Everybody said about how bosses exploit their employee. I cave in. I tried to be a nice boss

By the way, my ex employee just became my competitors. I taught them. I paid them salary. They used to pay huge tuition to school learning garbabe, I taught them real stuff.

Then, they did the same thing behind my back and left.

Now who are exploiting who? I feel I am being exploited. I learn not to be too nice to employee anymore.

Ownership is just a philosophical term. Control ship is everything. The richest guy in the world is not Bill Gates. Bill Gates can't even kill 1 person and get a way with it. The richest person in the world Obama, Chavez, Suharto. They have huge power.

As for letting people earn their labor. Fine. Don't work for me. Figure out how to make money your self.

In fact, I am going to be so nice I am going to tell you how to make money. Sign up to bitpay.com and coinurl.com. Buy traffic from coinurl.com and sell product at bitpay.com

Will it make money? I haven't tried. If I have tried and tested why should I tell you. It takes 10-20 experiments before I found something working. Can average employee do that?

Not if I don't teach them. Very few people can figure out how to do things right away like me without being taught.
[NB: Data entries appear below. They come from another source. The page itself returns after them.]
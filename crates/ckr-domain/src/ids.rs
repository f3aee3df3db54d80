//! Identifier newtypes for the review queue and the knowledge entities it
//! references.
//!
//! All ids are store-assigned, strictly increasing integers. The queue's
//! cursor pagination contract (descending id, cursor = last seen id) depends
//! on that monotonicity.

use serde::{Deserialize, Serialize};
use std::fmt;

macro_rules! entity_id {
    ($(#[$doc:meta])* $name:ident) => {
        $(#[$doc])*
        #[derive(
            Debug, Clone, Copy, PartialEq, Eq, PartialOrd, Ord, Hash, Serialize, Deserialize,
        )]
        #[serde(transparent)]
        pub struct $name(pub u64);

        impl $name {
            /// Raw integer value
            #[must_use]
            pub fn value(self) -> u64 {
                self.0
            }
        }

        impl fmt::Display for $name {
            fn fmt(&self, f: &mut fmt::Formatter<'_>) -> fmt::Result {
                write!(f, "{}", self.0)
            }
        }

        impl From<u64> for $name {
            fn from(value: u64) -> Self {
                Self(value)
            }
        }
    };
}

entity_id! {
    /// Identity of a feedback request, assigned on first save
    FeedbackId
}

entity_id! {
    /// Identity of a convention, the root grouping for coding rules
    ConventionId
}

entity_id! {
    /// Identity of a coding rule
    CodingRuleId
}

entity_id! {
    /// Identity of a rule example (child of a coding rule)
    RuleExampleId
}

entity_id! {
    /// Identity of a checklist item (child of a coding rule)
    ChecklistItemId
}

entity_id! {
    /// Identity of a class template (child of a package structure)
    ClassTemplateId
}

entity_id! {
    /// Identity of an ArchUnit test (child of a package structure)
    ArchUnitTestId
}

entity_id! {
    /// Identity of a package structure
    PackageStructureId
}

#[cfg(test)]
mod tests {
    use super::*;

    #[test]
    fn ids_order_by_value() {
        assert!(FeedbackId(1) < FeedbackId(2));
        assert_eq!(FeedbackId(7).value(), 7);
    }

    #[test]
    fn ids_serialize_transparently() {
        let json = serde_json::to_string(&CodingRuleId(42)).unwrap();
        assert_eq!(json, "42");
    }
}
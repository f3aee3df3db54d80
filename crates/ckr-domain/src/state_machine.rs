//! Guarded transition table for the review workflow.
//!
//! The legality rules live here, in one auditable place, rather than scattered
//! across call sites. [`FeedbackRequest`](crate::request::FeedbackRequest)
//! consults this table before mutating.

use crate::error::TransitionError;
use crate::types::{ReviewAction, ReviewStatus, RiskLevel};

/// Validates a review action against the current status and risk, returning
/// the resulting status.
///
/// Risk guards:
/// - `merge` from `LLM_APPROVED` requires `SAFE` (auto-merge); from
///   `HUMAN_APPROVED` it is legal at any risk since a human already signed off
/// - `humanApprove`/`humanReject` require a risk that mandates human review
///   (`MEDIUM`/`HIGH`); `SAFE` requests never enter the human stage
///
/// # Errors
///
/// Returns [`TransitionError`] (without an id; callers attach one) for every
/// (status, risk, action) combination not in the table.
pub fn validate_transition(
    status: ReviewStatus,
    risk: RiskLevel,
    action: ReviewAction,
) -> Result<ReviewStatus, TransitionError> {
    use ReviewAction as A;
    use ReviewStatus as S;

    match (action, status) {
        (A::LlmApprove, S::Pending) => Ok(S::LlmApproved),
        (A::LlmReject, S::Pending) => Ok(S::LlmRejected),
        (A::HumanApprove, S::LlmApproved) if risk.requires_human_approval() => Ok(S::HumanApproved),
        (A::HumanReject, S::LlmApproved) if risk.requires_human_approval() => Ok(S::HumanRejected),
        (A::Merge, S::LlmApproved) if risk.is_auto_mergeable() => Ok(S::Merged),
        (A::Merge, S::HumanApproved) => Ok(S::Merged),
        _ => Err(TransitionError {
            id: None,
            status,
            risk,
            action,
        }),
    }
}

/// Enumerates the actions legal from a (status, risk) pair.
///
/// Derived from the same table as [`validate_transition`], so the two can
/// never disagree.
#[must_use]
pub fn allowed_actions(status: ReviewStatus, risk: RiskLevel) -> Vec<ReviewAction> {
    ReviewAction::ALL
        .into_iter()
        .filter(|action| validate_transition(status, risk, *action).is_ok())
        .collect()
}
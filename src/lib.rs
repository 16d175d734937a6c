//! Tally - a student grade book and a to-do list kept in flat text files
//!
//! Both programs share one shape: an in-memory [`store::RecordStore`] loaded
//! from disk at startup by the [`codec`], mutated by an interactive
//! [`shell`], and written back on exit.

pub mod codec;
pub mod error;
pub mod listing;
pub mod shell;
pub mod store;

pub use error::{Result, TallyError};
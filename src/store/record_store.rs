//! Ordered in-memory collection with 1-based positional access.
//!
//! `RecordStore` never hands out a `&mut` into its backing vector. Updates go
//! through [`RecordStore::mutate_at`], which runs a closure against the located
//! record and reports `NotFound` when the position is out of range.

use std::fmt;
use std::num::NonZeroUsize;
use std::str::FromStr;

use log::debug;

use crate::error::{Result, TallyError};

/// 1-based index into the current order of a store.
///
/// Positions are recomputed from list order: deleting a record shifts every
/// later position down by one.
#[derive(Debug, Clone, Copy, PartialEq, Eq, PartialOrd, Ord, Hash)]
pub struct Position(NonZeroUsize);

impl Position {
    /// Build a position from a 1-based number. Returns `None` for zero.
    pub fn new(n: usize) -> Option<Self> {
        NonZeroUsize::new(n).map(Self)
    }

    /// The 1-based number.
    pub fn get(self) -> usize {
        self.0.get()
    }

    fn index(self) -> usize {
        self.0.get() - 1
    }

    fn from_index(index: usize) -> Self {
        Self(NonZeroUsize::MIN.saturating_add(index))
    }
}

impl fmt::Display for Position {
    fn fmt(&self, f: &mut fmt::Formatter<'_>) -> fmt::Result {
        write!(f, "{}", self.0)
    }
}

impl FromStr for Position {
    type Err = TallyError;

    fn from_str(s: &str) -> Result<Self> {
        s.trim()
            .parse::<usize>()
            .ok()
            .and_then(Self::new)
            .ok_or_else(|| TallyError::InvalidInput(format!("position '{}'", s.trim())))
    }
}

/// In-memory ordered collection of records.
#[derive(Debug, Clone, PartialEq)]
pub struct RecordStore<T> {
    records: Vec<T>,
}

impl<T> Default for RecordStore<T> {
    fn default() -> Self {
        Self { records: Vec::new() }
    }
}

impl<T> RecordStore<T> {
    /// Create an empty store.
    pub fn new() -> Self {
        Self::default()
    }

    /// Append a record to the end. Returns its position.
    pub fn add(&mut self, record: T) -> Position {
        self.records.push(record);
        Position::from_index(self.records.len() - 1)
    }

    pub fn len(&self) -> usize {
        self.records.len()
    }

    pub fn is_empty(&self) -> bool {
        self.records.is_empty()
    }

    /// Record at `position`, if in range.
    pub fn get(&self, position: Position) -> Option<&T> {
        self.records.get(position.index())
    }

    /// Position of the first record matching `predicate`.
    pub fn find<P>(&self, predicate: P) -> Option<Position>
    where
        P: Fn(&T) -> bool,
    {
        self.records.iter().position(predicate).map(Position::from_index)
    }

    /// Apply `f` to the record at `position`.
    pub fn mutate_at<F, R>(&mut self, position: Position, f: F) -> Result<R>
    where
        F: FnOnce(&mut T) -> R,
    {
        let len = self.records.len();
        match self.records.get_mut(position.index()) {
            Some(record) => Ok(f(record)),
            None => {
                debug!("mutate_at rejected position {} (len {})", position, len);
                Err(out_of_range(position, len))
            }
        }
    }

    /// Remove and return the record at `position`. Later records shift down.
    pub fn delete_at(&mut self, position: Position) -> Result<T> {
        let len = self.records.len();
        if position.get() > len {
            debug!("delete_at rejected position {} (len {})", position, len);
            return Err(out_of_range(position, len));
        }
        Ok(self.records.remove(position.index()))
    }

    /// Records paired with their current positions.
    pub fn iter(&self) -> impl Iterator<Item = (Position, &T)> {
        self.records
            .iter()
            .enumerate()
            .map(|(i, record)| (Position::from_index(i), record))
    }

    pub fn records(&self) -> &[T] {
        &self.records
    }

    pub fn into_records(self) -> Vec<T> {
        self.records
    }
}

impl<T> From<Vec<T>> for RecordStore<T> {
    fn from(records: Vec<T>) -> Self {
        Self { records }
    }
}

fn out_of_range(position: Position, len: usize) -> TallyError {
    TallyError::NotFound(format!("no record at position {} (have {})", position, len))
}

#[cfg(test)]
mod tests {
    use super::*;

    fn pos(n: usize) -> Position {
        Position::new(n).unwrap()
    }

    fn letters() -> RecordStore<&'static str> {
        let mut store = RecordStore::new();
        store.add("a");
        store.add("b");
        store.add("c");
        store
    }

    #[test]
    fn test_position_rejects_zero() {
        assert!(Position::new(0).is_none());
        assert_eq!(pos(3).get(), 3);
    }

    #[test]
    fn test_position_from_str() {
        assert_eq!(" 2 ".parse::<Position>().unwrap(), pos(2));
        assert!("0".parse::<Position>().is_err());
        assert!("-1".parse::<Position>().is_err());
        assert!("two".parse::<Position>().is_err());
        assert!("".parse::<Position>().is_err());
    }

    #[test]
    fn test_position_parse_error_is_invalid_input() {
        let err = "two".parse::<Position>().unwrap_err();
        assert!(matches!(err, TallyError::InvalidInput(_)));
        assert!(!err.is_not_found());
    }

    #[test]
    fn test_add_returns_position() {
        let mut store = RecordStore::new();
        assert_eq!(store.add("x"), pos(1));
        assert_eq!(store.add("y"), pos(2));
        assert_eq!(store.len(), 2);
    }

    #[test]
    fn test_find_returns_first_match() {
        let mut store = RecordStore::new();
        store.add(("dup", 1));
        store.add(("dup", 2));
        assert_eq!(store.find(|r| r.0 == "dup"), Some(pos(1)));
        assert_eq!(store.find(|r| r.0 == "missing"), None);
    }

    #[test]
    fn test_find_on_empty_store() {
        let store: RecordStore<i32> = RecordStore::new();
        assert_eq!(store.find(|_| true), None);
    }

    #[test]
    fn test_mutate_at() {
        let mut store = RecordStore::from(vec![1, 2, 3]);
        let old = store.mutate_at(pos(2), |v| std::mem::replace(v, 20)).unwrap();
        assert_eq!(old, 2);
        assert_eq!(store.records(), &[1, 20, 3]);
    }

    #[test]
    fn test_mutate_at_out_of_range() {
        let mut store = RecordStore::from(vec![1]);
        let err = store.mutate_at(pos(2), |v| *v = 9).unwrap_err();
        assert!(err.is_not_found());
        assert_eq!(store.records(), &[1]);
    }

    #[test]
    fn test_delete_at_shifts_positions() {
        let mut store = letters();
        assert_eq!(store.delete_at(pos(1)).unwrap(), "a");
        assert_eq!(store.get(pos(1)), Some(&"b"));
        assert_eq!(store.get(pos(2)), Some(&"c"));
        assert_eq!(store.get(pos(3)), None);
    }

    #[test]
    fn test_delete_at_past_end_leaves_store_unchanged() {
        let mut store = letters();
        assert!(store.delete_at(pos(4)).unwrap_err().is_not_found());
        assert_eq!(store, letters());
    }

    #[test]
    fn test_delete_at_on_empty_store() {
        let mut store: RecordStore<&str> = RecordStore::new();
        assert!(store.delete_at(pos(1)).is_err());
        assert!(store.is_empty());
    }

    #[test]
    fn test_iter_positions() {
        let store = letters();
        let listed: Vec<(usize, &str)> = store.iter().map(|(p, r)| (p.get(), *r)).collect();
        assert_eq!(listed, vec![(1, "a"), (2, "b"), (3, "c")]);
    }
}
//! Task file format: a description line followed by `0` or `1`, per task.

use super::TextCodec;
use super::lines::LineCursor;
use crate::error::{Result, TallyError};
use crate::store::Task;

impl TextCodec for Task {
    fn encode(records: &[Self]) -> String {
        records
            .iter()
            .map(|t| format!("{}\n{}\n", t.description, u8::from(t.done)))
            .collect()
    }

    fn decode(text: &str) -> Result<Vec<Self>> {
        let mut cursor = LineCursor::new(text);
        let mut tasks = Vec::new();
        while !cursor.is_exhausted() {
            let description = cursor.next_line("task description")?;
            let flag = cursor.next_line("done flag")?;
            let done = match flag.trim() {
                "0" => false,
                "1" => true,
                other => {
                    return Err(TallyError::malformed(
                        cursor.line_no(),
                        format!("expected done flag 0 or 1, found '{}'", other),
                    ));
                }
            };
            tasks.push(Task {
                description: description.to_string(),
                done,
            });
        }
        Ok(tasks)
    }
}

#[cfg(test)]
mod tests {
    use super::*;

    fn tasks() -> Vec<Task> {
        vec![
            Task::new("Buy milk"),
            Task {
                description: "Write report".to_string(),
                done: true,
            },
        ]
    }

    #[test]
    fn test_encode_layout() {
        assert_eq!(Task::encode(&tasks()), "Buy milk\n0\nWrite report\n1\n");
        assert_eq!(Task::encode(&[]), "");
    }

    #[test]
    fn test_round_trip() {
        let mut list = tasks();
        list.push(Task::new(""));
        list.push(Task::new("  padded  "));
        assert_eq!(Task::decode(&Task::encode(&list)).unwrap(), list);
    }

    #[test]
    fn test_decode_empty() {
        assert!(Task::decode("").unwrap().is_empty());
    }

    #[test]
    fn test_decode_missing_flag() {
        let err = Task::decode("Buy milk\n0\nWrite report\n").unwrap_err();
        match err {
            TallyError::Malformed { line, reason } => {
                assert_eq!(line, 4);
                assert!(reason.contains("done flag"));
            }
            other => panic!("Expected malformed error, got {:?}", other),
        }
    }

    #[test]
    fn test_decode_bad_flag() {
        let err = Task::decode("Buy milk\nyes\n").unwrap_err();
        assert!(matches!(err, TallyError::Malformed { line: 2, .. }));
    }
}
I deserve the fruit of my labor.

I took the risk by paying them salary and taught them how to do stuffs. I am just digging my own grave.

Unfortunately the only way to get what I deserve is by not teaching my employee everything. They can be drones that do things that save my time never seeing the big pictures. That's, unfortunately, the right way to deal with them.

Sometimes we have bosses exploiting employees. Well, I wanted to get out of that stereotype. Now I realized, exploiting each other is how everyone else do their stuff.

It's the natural order. Keep what's mine mine, and keep what's theirs' theirs.

Now I'll just teach family members.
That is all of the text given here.